Serum peroxiredoxin-4, a biomarker of oxidative stress, associates with new-onset chronic kidney disease: A population-based cohort study
Sem Geertsema,
Paul Geertsema,
Lyanne M. Kieneker,
Amaal E. Abdulle,
Sacha la Bastide-van Gemert,
Stephan J.L. Bakker,
Robin P.F. Dullaart,
Gerard Dijkstra,
Ron T. Gansevoort,
Klaas Nico Faber,
Harry van Goor,
Arno R. Bourgonje
Affiliations
Sem Geertsema
Department of Gastroenterology and Hepatology, University of Groningen, University Medical Center Groningen, Groningen, the Netherlands; Corresponding author.
Paul Geertsema
Department of Internal Medicine, Division of Nephrology, University of Groningen, University Medical Center Groningen, Groningen, the Netherlands
Lyanne M. Kieneker
Department of Internal Medicine, Division of Nephrology, University of Groningen, University Medical Center Groningen, Groningen, the Netherlands
Amaal E. Abdulle
Department of Internal Medicine, Division of Vascular Medicine, University of Groningen, University Medical Center Groningen, Groningen, the Netherlands
Sacha la Bastide-van Gemert
Department of Epidemiology, University of Groningen, University Medical Center Groningen, Groningen, the Netherlands
Stephan J.L. Bakker
Department of Internal Medicine, Division of Nephrology, University of Groningen, University Medical Center Groningen, Groningen, the Netherlands
Robin P.F. Dullaart
Department of Internal Medicine, Division of Endocrinology, University of Groningen, University Medical Center Groningen, Groningen, the Netherlands
Gerard Dijkstra
Department of Gastroenterology and Hepatology, University of Groningen, University Medical Center Groningen, Groningen, the Netherlands
Ron T. Gansevoort
Department of Internal Medicine, Division of Nephrology, University of Groningen, University Medical Center Groningen, Groningen, the Netherlands
Klaas Nico Faber
Department of Gastroenterology and Hepatology, University of Groningen, University Medical Center Groningen, Groningen, the Netherlands
Harry van Goor
Department of Pathology and Medical Biology, University of Groningen, University Medical Center Groningen, Groningen, the Netherlands
Arno R. Bourgonje
Department of Gastroenterology and Hepatology, University of Groningen, University Medical Center Groningen, Groningen, the Netherlands; The Henry D. Janowitz Division of Gastroenterology, Department of Medicine, Icahn School of Medicine at Mount Sinai, New York, NY, United States
Background: Chronic Kidney Disease (CKD), is often detected late due to its asymptomatic nature in the early stage of the disease.
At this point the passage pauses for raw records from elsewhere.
//! GrpcServerCodeLocation: a code server reached over gRPC
//!
//! One tonic channel per location. Requests on it are serialised through a
//! single mutex, so concurrent callers queue rather than race on the
//! transport. Every call runs under a caller-supplied timeout.

use crate::error::{from_status, ConnectError};
use crate::location::{
    check_origin, with_timeout, wrap_subset, CodeLocation, CodeLocationConfig, Repositories,
    SnapshotCache,
};
use crate::wire::decode_reply;
use async_trait::async_trait;
use std::collections::BTreeMap;
use std::sync::{Arc, RwLock};
use std::time::Duration;
use tether_core::origin::ConnectParams;
use tether_core::run_config::validate_run_config;
use tether_core::serdes::{RepositorySnapshots, MIN_SUPPORTED_SCHEMA_VERSION};
use tether_core::snapshot::{
    ExecutionPlanSnapshot, ExternalJobSubsetResult, ExternalPartitionConfigData,
    ExternalPartitionTagsData,
};
use tether_core::{
    CodeLocationOrigin, ConnectionErrorKind, Error, ExternalExecutionPlan, ExternalJob, JobHandle,
    RepositoryHandle, RepresentedJob, Result, RunConfig,
};
use tether_proto::code_server_client::CodeServerClient;
use tether_proto::{
    GetExecutionPlanRequest, GetJobSubsetRequest, GetPartitionNamesRequest, GetPartitionRequest,
    GetRepositoriesRequest, GetServerInfoRequest, HeartbeatRequest, ServerInfoReply,
    ShutdownRequest, PROTOCOL_VERSION,
};
use tokio::sync::Mutex;
use tonic::metadata::{AsciiMetadataKey, AsciiMetadataValue, MetadataMap};
use tonic::transport::{Channel, ClientTlsConfig, Endpoint};
use tonic::Code;
use tracing::{debug, info, warn};

/// Largest reply accepted from a code server
pub const MAX_MESSAGE_SIZE: usize = 64 * 1024 * 1024;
Overproduction of reactive oxygen species contributes to various pathological processes through oxidative stress (OS), impacting on cellular structures and functions with previous studies suggesting a link between OS and CKD progression. This study investigated the association between serum peroxiredoxin-4 (Prx4), a biomarker of oxidative stress, and the development of CKD in the general population. Methods: This study featured data from the Prevention of REnal and Vascular ENd-stage Disease (PREVEND) cohort, involving 5341 participants without CKD at baseline who underwent extensive prospective health evaluations. Serum Prx4 levels were quantified using an immunoluminometric assay. The primary outcome was new-onset CKD as defined by the composite of urinary albumin excretion (UAE) > 30 mg/24-h, an estimated glomerular filtration rate (eGFR) < 60 mL/min/1.73 m2, or both. Results: Baseline median Prx4 level was 0.65 [interquartile range (IQR): 0.42–1.04] U/L, median eGFR was 98 [IQR: 87–108] mL/min/1.73 m2, and median UAE was 8.1 [IQR: 6.0–12.1] mg/L. During a median follow-up of 10.4 [IQR: 6.3–11.4] years, 867 (16.2 %) patients developed new-onset CKD. Higher Prx4 levels were significantly associated with an increased risk of CKD (hazard ratio (HR) per doubling: 1.29 [95 % confidence interval (CI): 1.21–1.37], p < 0.001), also after adjustment for risk factors including sex, smoking status, systolic blood pressure, high-sensitive C-reactive protein, chronic heart failure, diabetes mellitus and dyslipidemia (HR per doubling: 1.16 [1.06–1.24], p < 0.001). Sensitivity analyses confirmed the robustness of these findings. Conclusions: This study supports the hypothesis that systemic oxidative stress, reflected by higher serum Prx4 levels, is significantly associated with the risk of developing CKD in the general population. These findings suggest that Prx4 could be a valuable biomarker for early risk stratification and prevention strategies in CKD management.